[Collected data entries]
:::

//! A log store paired with an in-memory mirror of what it should contain.

use std::collections::BTreeMap;

use rand::rngs::StdRng;
use rand::{Rng, SeedableRng};

use raft_logstore::{
    LogEngine, LogRecord, LogStore, Lsn, PackedBlob, RaftLogStore, SlotState, Term,
};

pub struct TestLog<E: LogEngine> {
    pub store: LogStore<E>,
    /// Every readable record, keyed by lsn. Lsns in range but missing here are holes.
    shadow: BTreeMap<Lsn, (Term, Vec<u8>)>,
    rng: StdRng,
}

impl<E: LogEngine> TestLog<E> {
    pub fn new(store: LogStore<E>, seed: u64) -> Self {
        Self {
            store,
            shadow: BTreeMap::new(),
            rng: StdRng::seed_from_u64(seed),
        }
    }

    pub fn random_payload(&mut self) -> Vec<u8> {
        let len = self.rng.random_range(2..=512);
        let mut payload = vec![0u8; len];
        self.rng.fill(&mut payload[..]);
        payload
    }

    pub fn start_index(&self) -> Lsn {
        self.store.start_index()
    }

    pub fn next_slot(&self) -> Lsn {
        self.store.next_slot()
    }

    pub async fn append(&mut self, count: usize, term: Term) {
        let batch_start = self.store.next_slot();
        for _ in 0..count {
            let payload = self.random_payload();
            let expected = self.store.next_slot();
            let lsn = self.store.append(term, payload.clone()).await.unwrap();
            assert_eq!(lsn, expected);
            self.shadow.insert(lsn, (term, payload));
        }
        self.store
            .end_of_append_batch(batch_start, count as u64)
            .await
            .unwrap();
    }

    pub async fn rollback(&mut self, lsn: Lsn, term: Term) {
        let payload = self.random_payload();
        self.store.write_at(lsn, term, payload.clone()).await.unwrap();
        let _ = self.shadow.split_off(&lsn);
        self.shadow.insert(lsn, (term, payload));
        assert_eq!(self.store.next_slot(), lsn + 1);
    }

    pub async fn compact(&mut self, upto: Lsn) {
        let prev_next = self.store.next_slot();
        self.store.compact(upto).await.unwrap();
        self.shadow = self.shadow.split_off(&(upto + 1));
        assert_eq!(self.store.start_index(), upto + 1);
        assert_eq!(self.store.next_slot(), prev_next.max(upto + 1));
    }

    pub async fn pack_all(&self) -> (Lsn, PackedBlob) {
        let from = self.store.start_index();
        let cnt = (self.store.next_slot() - from) as u64;
        (from, self.store.pack(from, cnt).await.unwrap())
    }

    pub async fn apply_pack(&mut self, target: Lsn, blob: &PackedBlob) {
        self.store.apply_pack(target, blob).await.unwrap();

        let entries = blob.decode().unwrap();
        if entries.is_empty() {
            return;
        }
        let count = entries.len() as Lsn;
        let _ = self.shadow.split_off(&target);
        for (lsn, entry) in (target..).zip(entries) {
            if !entry.is_hole() {
                self.shadow.insert(lsn, (entry.term, entry.payload));
            }
        }
        assert_eq!(self.store.next_slot(), target + count);
    }

    pub async fn flush(&mut self) {
        self.store.flush().await.unwrap();
    }

    /// Replace the store, e.g. after reopening its engine; the mirror is kept.
    pub fn replace_store(&mut self, store: LogStore<E>) -> LogStore<E> {
        std::mem::replace(&mut self.store, store)
    }

    /// Check every lsn in range against the mirror, both point-wise and ranged.
    pub async fn validate(&self) {
        let start = self.store.start_index();
        let next = self.store.next_slot();
        assert!(start <= next);
        if let Some((&first, _)) = self.shadow.first_key_value() {
            assert!(first >= start);
        }
        if let Some((&last, _)) = self.shadow.last_key_value() {
            assert!(last < next);
        }

        for lsn in start..next {
            match self.shadow.get(&lsn) {
                Some((term, payload)) => {
                    let record = self.store.entry_at(lsn).await.unwrap();
                    assert_eq!(record, LogRecord::new(lsn, *term, payload.clone()));
                }
                None => {
                    let err = self.store.entry_at(lsn).await.unwrap_err();
                    assert!(err.is_not_found(), "lsn {}: {}", lsn, err);
                    assert_eq!(self.store.slot_state(lsn).await.unwrap(), SlotState::Hole);
                }
            }
        }

        let records = self.store.log_entries(start, next).await.unwrap();
        assert_eq!(records.len() as Lsn, next - start);
        for (record, lsn) in records.iter().zip(start..) {
            assert_eq!(record.lsn, lsn);
            match self.shadow.get(&lsn) {
                Some((term, payload)) => {
                    assert_eq!(record.term, *term);
                    assert_eq!(&record.payload, payload);
                }
                None => assert!(record.is_placeholder()),
            }
        }

        let last = self.store.last_entry().await;
        if start == next {
            assert!(last.unwrap().is_sentinel());
        } else if let Some((term, payload)) = self.shadow.get(&(next - 1)) {
            assert_eq!(last.unwrap(), LogRecord::new(next - 1, *term, payload.clone()));
        } else {
            assert!(last.unwrap_err().is_not_found());
        }
    }
}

:::

Find every line in the records above that contains the word "flush", and copy each one.

    pub async fn flush(&mut self) {
        self.store.flush().await.unwrap();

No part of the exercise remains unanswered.